▶ [Required action]:
Look through the records, and whenever a line includes the word "teardown", copy it.

▶ [Recorded data]:
========
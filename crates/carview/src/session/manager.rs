//! Session registry and lifecycle coordinator.
//!
//! All session state lives in one map behind an async `RwLock`; external
//! calls (registry lookup, probe, vendor HTTP, engine RPC) never run while
//! the lock is held. Pipeline negotiation runs on its own task and only
//! touches the map to flush candidates and to commit its result.

use super::candidates::{self, Submitted};
use super::{
    CameraSnapshot, Result, Session, SessionError, SessionId, SessionState, ViewParams,
};
use crate::camera::CameraDirectory;
use crate::config::ServerConfig;
use crate::engine::{EngineConnector, EngineError, EngineSlot, IceCandidate, MediaEngine, ObjectId};
use crate::pipeline::{self, NegotiationContext, PipelineError, PipelineHandle, PipelineRequest};
use crate::probe;
use crate::protocol::{ConnectResult, ServerMessage, ViewRequest};
use crate::recording;
use crate::vendor::{self, CameraHttp};
use std::collections::HashMap;
use std::sync::{Arc, Weak};
use tokio::sync::{mpsc, watch, RwLock};

/// Successful connect: the new session id and the camera snapshot.
#[derive(Debug, Clone)]
pub struct ConnectGrant {
    pub session_id: SessionId,
    pub camera: CameraSnapshot,
}

impl ConnectGrant {
    pub fn into_result(self) -> ConnectResult {
        let record = self.camera.record;
        let auth = self.camera.auth;
        ConnectResult {
            streaming_name: record.streaming_name,
            streaming_car_id: record.streaming_car_id,
            streaming_ip: record.streaming_ip,
            streaming_id: record.streaming_id,
            streaming_password: record.streaming_password,
            camera_code: record.camera_code,
            authentication_id: auth.authentication_id,
            encoded_password: auth.encoded_password,
            ptz_possible: auth.ptz_possible,
            stream_uuid: self.session_id.to_string(),
        }
    }
}

pub struct SessionManager {
    sessions: RwLock<HashMap<SessionId, Session>>,
    cameras: Arc<dyn CameraDirectory>,
    engine: EngineSlot,
    http: reqwest::Client,
    config: ServerConfig,
}

impl SessionManager {
    pub fn new(
        config: ServerConfig,
        cameras: Arc<dyn CameraDirectory>,
        connector: Arc<dyn EngineConnector>,
    ) -> Arc<Self> {
        let http = CameraHttp::build_client(config.camera.http_timeout());
        Arc::new(Self {
            sessions: RwLock::new(HashMap::new()),
            cameras,
            engine: EngineSlot::new(connector),
            http,
            config,
        })
    }

    pub fn config(&self) -> &ServerConfig {
        &self.config
    }

    pub fn cameras(&self) -> &Arc<dyn CameraDirectory> {
        &self.cameras
    }

    /// HTTP client for a camera's firmware port.
    pub fn camera_http(&self, host: &str) -> CameraHttp {
        CameraHttp::new(self.http.clone(), host, self.config.camera.http_port)
    }

    /// Admission control and vendor handshake for `name`. On success a
    /// session in AUTHENTICATED state is registered for `channel`.
    pub async fn request_connect(
        &self,
        name: &str,
        channel: &mpsc::UnboundedSender<ServerMessage>,
    ) -> Result<ConnectGrant> {
        let name = name.trim();
        if name.is_empty() {
            return Err(SessionError::MissingParameter("streamingName"));
        }
        log::info!("[{}] connect requested", name);

        let record = match self.cameras.lookup(name).await {
            Ok(Some(record)) => record,
            Ok(None) => return Err(SessionError::NotFound),
            Err(e) => {
                log::error!("[{}] camera registry lookup failed: {}", name, e);
                return Err(SessionError::NotFound);
            }
        };

        let camera = &self.config.camera;
        let reachable = probe::probe(&record.streaming_ip, camera.rtsp_port, camera.probe_timeout())
            .await
            .reachable;
        if !reachable {
            log::info!("[{}] {}:{} unreachable", name, record.streaming_ip, camera.rtsp_port);
            return Err(SessionError::Unreachable(record.streaming_name));
        }

        let protocol = vendor::protocol_for(record.camera_code);
        log::info!("[{}] authenticating ({})", name, protocol.name());
        let http = self.camera_http(&record.streaming_ip);
        let auth = protocol
            .authenticate(&http, &record)
            .await
            .map_err(|e| {
                log::warn!("[{}] {} handshake failed: {}", name, protocol.name(), e);
                SessionError::AuthFailed(e.to_string())
            })?;

        let session_id = SessionId::new();
        let snapshot = CameraSnapshot { record, auth };
        let session = Session::new(session_id.clone(), snapshot.clone(), channel.downgrade());
        self.sessions.write().await.insert(session_id.clone(), session);
        log::info!(
            "[{}] session {} {} (ptz: {})",
            name,
            session_id,
            SessionState::Authenticated,
            snapshot.auth.ptz_possible
        );

        Ok(ConnectGrant {
            session_id,
            camera: snapshot,
        })
    }

    /// Start pipeline negotiation for an AUTHENTICATED session. The answer
    /// or failure is delivered on the session's channel.
    pub async fn request_view(self: &Arc<Self>, id: &SessionId, req: &ViewRequest) -> Result<()> {
        let params = ViewParams::from_request(req)?;

        let cancel = {
            let mut sessions = self.sessions.write().await;
            let session = sessions
                .get_mut(id)
                .ok_or_else(|| SessionError::UnknownSession(id.to_string()))?;
            if session.state() != SessionState::Authenticated {
                return Err(SessionError::InvalidState {
                    id: id.to_string(),
                    state: session.state(),
                });
            }
            if params.streaming_name != session.camera.record.streaming_name {
                return Err(SessionError::InvalidParameter("streamingName"));
            }
            session.transition(SessionState::Negotiating)?;
            session.cancel.subscribe()
        };

        let request = self.pipeline_request(id, params);
        let manager = self.clone();
        let id = id.clone();
        tokio::spawn(async move { manager.negotiate(id, request, cancel).await });
        Ok(())
    }

    fn pipeline_request(&self, id: &SessionId, params: ViewParams) -> PipelineRequest {
        let recording = &self.config.recording;
        let name = recording::recording_name(
            chrono::Local::now(),
            &params.streaming_name,
            &params.disaster_number,
            &params.car_number,
            id.as_str(),
            &recording.extension,
        );
        PipelineRequest {
            source_uri: recording::source_uri(
                &params.rtsp_ip,
                self.config.camera.rtsp_port,
                &self.config.camera.rtsp_path,
            ),
            recording_uri: recording::recording_uri(&recording.directory, &name),
            media_profile: recording.media_profile.clone(),
            offer: params.sdp_offer,
            bandwidth: self.config.bandwidth,
        }
    }

    async fn negotiate(
        self: Arc<Self>,
        id: SessionId,
        request: PipelineRequest,
        cancel: watch::Receiver<bool>,
    ) {
        let engine = match self.engine.acquire().await {
            Ok(engine) => engine,
            Err(e) => {
                log::error!("[{}] media server unavailable: {}", id, e);
                self.fail(&id, SessionError::Pipeline(e)).await;
                return;
            }
        };

        let channel = self.sessions.read().await.get(&id).map(Session::channel);
        let Some(channel) = channel else {
            log::info!("[{}] session ended before negotiation started", id);
            self.engine.release().await;
            return;
        };
        let link = Arc::new(SessionLink {
            manager: Arc::downgrade(&self),
            id: id.clone(),
            engine: engine.clone(),
            cancel,
            channel,
        });

        let mut handle = PipelineHandle::default();
        let outcome = pipeline::create_session(engine.clone(), &request, &mut handle, link).await;

        match outcome {
            Ok(answer) => {
                let committed = {
                    let mut sessions = self.sessions.write().await;
                    match sessions.get_mut(&id) {
                        Some(session) if session.state() == SessionState::Negotiating => {
                            session.pipeline = std::mem::take(&mut handle);
                            session.engine = Some(engine.clone());
                            if let Err(e) = session.transition(SessionState::Active) {
                                log::warn!("{}", e);
                            }
                            session.notify(ServerMessage::viewer_success(id.as_str(), answer));
                            true
                        }
                        _ => false,
                    }
                };
                if !committed {
                    log::info!("[{}] session ended during negotiation, discarding pipeline", id);
                    pipeline::teardown(engine.as_ref(), &mut handle).await;
                    self.engine.release().await;
                }
            }
            Err(PipelineError::Cancelled) => {
                log::info!("[{}] negotiation cancelled, discarding pipeline", id);
                pipeline::teardown(engine.as_ref(), &mut handle).await;
                self.engine.release().await;
            }
            Err(PipelineError::Engine(e)) => {
                log::error!("[{}] pipeline setup failed: {}", id, e);
                let session = self.detach(&id, SessionState::Failed).await;
                pipeline::teardown(engine.as_ref(), &mut handle).await;
                self.engine.release().await;
                if let Some(session) = session {
                    let message = SessionError::Pipeline(e).to_string();
                    session.notify(ServerMessage::viewer_error(Some(id.to_string()), message));
                }
            }
        }
    }

    /// Queue or forward a client candidate. Unknown sessions are ignored;
    /// returns `false` for them.
    pub async fn submit_candidate(&self, id: &SessionId, candidate: IceCandidate) -> bool {
        let mut sessions = self.sessions.write().await;
        match sessions.get_mut(id) {
            Some(session) => {
                if session.candidates.submit(candidate) == Submitted::Dropped {
                    log::debug!("[{}] candidate dropped", id);
                }
                true
            }
            None => {
                log::debug!("candidate for unknown session {}", id);
                false
            }
        }
    }

    /// Stop a session. Idempotent: returns `false` if it was already gone.
    pub async fn stop(&self, id: &SessionId) -> bool {
        let Some(session) = self.detach(id, SessionState::Stopped).await else {
            log::debug!("stop for unknown session {}", id);
            return false;
        };
        self.release_session(session).await;
        true
    }

    /// Mark a session FAILED, tear it down and tell the client why.
    pub async fn fail(&self, id: &SessionId, error: SessionError) {
        let Some(session) = self.detach(id, SessionState::Failed).await else {
            return;
        };
        let channel = session.channel();
        self.release_session(session).await;
        if let Some(tx) = channel.upgrade() {
            let _ = tx.send(ServerMessage::viewer_error(Some(id.to_string()), error.to_string()));
        }
    }

    /// Stop every session (server shutdown).
    pub async fn shutdown(&self) {
        let ids: Vec<SessionId> = self.sessions.read().await.keys().cloned().collect();
        for id in ids {
            self.stop(&id).await;
        }
    }

    /// Remove a session from the registry and move it to a terminal state.
    /// Any in-flight negotiation observes the cancel flag.
    async fn detach(&self, id: &SessionId, terminal: SessionState) -> Option<Session> {
        let mut session = self.sessions.write().await.remove(id)?;
        if let Err(e) = session.transition(terminal) {
            log::warn!("{}", e);
        }
        session.cancel.send_replace(true);
        session.candidates.close();
        Some(session)
    }

    /// Tear down a detached session's pipeline and return its engine lease.
    async fn release_session(&self, mut session: Session) {
        if let Some(engine) = session.engine.take() {
            pipeline::teardown(engine.as_ref(), &mut session.pipeline).await;
            self.engine.release().await;
        }
        log::info!("[{}] released", session.id);
    }

    pub async fn state(&self, id: &SessionId) -> Option<SessionState> {
        self.sessions.read().await.get(id).map(Session::state)
    }

    pub async fn pending_candidates(&self, id: &SessionId) -> Option<usize> {
        self.sessions
            .read()
            .await
            .get(id)
            .map(|s| s.candidates.pending_len())
    }

    pub async fn session_count(&self) -> usize {
        self.sessions.read().await.len()
    }

    pub async fn engine_leases(&self) -> usize {
        self.engine.leases().await
    }

    pub async fn engine_connected(&self) -> bool {
        self.engine.is_connected().await
    }
}

/// Negotiation-time view of one session, handed to the pipeline.
struct SessionLink {
    manager: Weak<SessionManager>,
    id: SessionId,
    engine: Arc<dyn MediaEngine>,
    cancel: watch::Receiver<bool>,
    channel: mpsc::WeakUnboundedSender<ServerMessage>,
}

#[async_trait::async_trait]
impl NegotiationContext for SessionLink {
    fn cancellation(&self) -> watch::Receiver<bool> {
        self.cancel.clone()
    }

    async fn sink_ready(&self, sink: &ObjectId) -> bool {
        let Some(manager) = self.manager.upgrade() else {
            return false;
        };
        let mut sessions = manager.sessions.write().await;
        let Some(session) = sessions.get_mut(&self.id) else {
            return false;
        };
        let forwarder = candidates::spawn_forwarder(self.engine.clone(), sink.clone());
        let flushed = session.candidates.open(forwarder);
        if flushed > 0 {
            log::info!("[{}] flushed {} queued candidate(s) to {}", self.id, flushed, sink);
        }
        true
    }

    fn candidate_found(&self, candidate: IceCandidate) {
        if let Some(tx) = self.channel.upgrade() {
            let _ = tx.send(ServerMessage::ice_candidate(self.id.as_str(), candidate));
        }
    }

    async fn recording_failed(&self, error: EngineError) {
        let Some(manager) = self.manager.upgrade() else {
            return;
        };
        let id = self.id.clone();
        // teardown aborts the task this hook runs on
        tokio::spawn(async move {
            manager.fail(&id, SessionError::Pipeline(error)).await;
        });
    }
}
========
▶ [Worked solution]:
                    pipeline::teardown(engine.as_ref(), &mut handle).await;
                pipeline::teardown(engine.as_ref(), &mut handle).await;
                pipeline::teardown(engine.as_ref(), &mut handle).await;
            pipeline::teardown(engine.as_ref(), &mut session.pipeline).await;
        // teardown aborts the task this hook runs on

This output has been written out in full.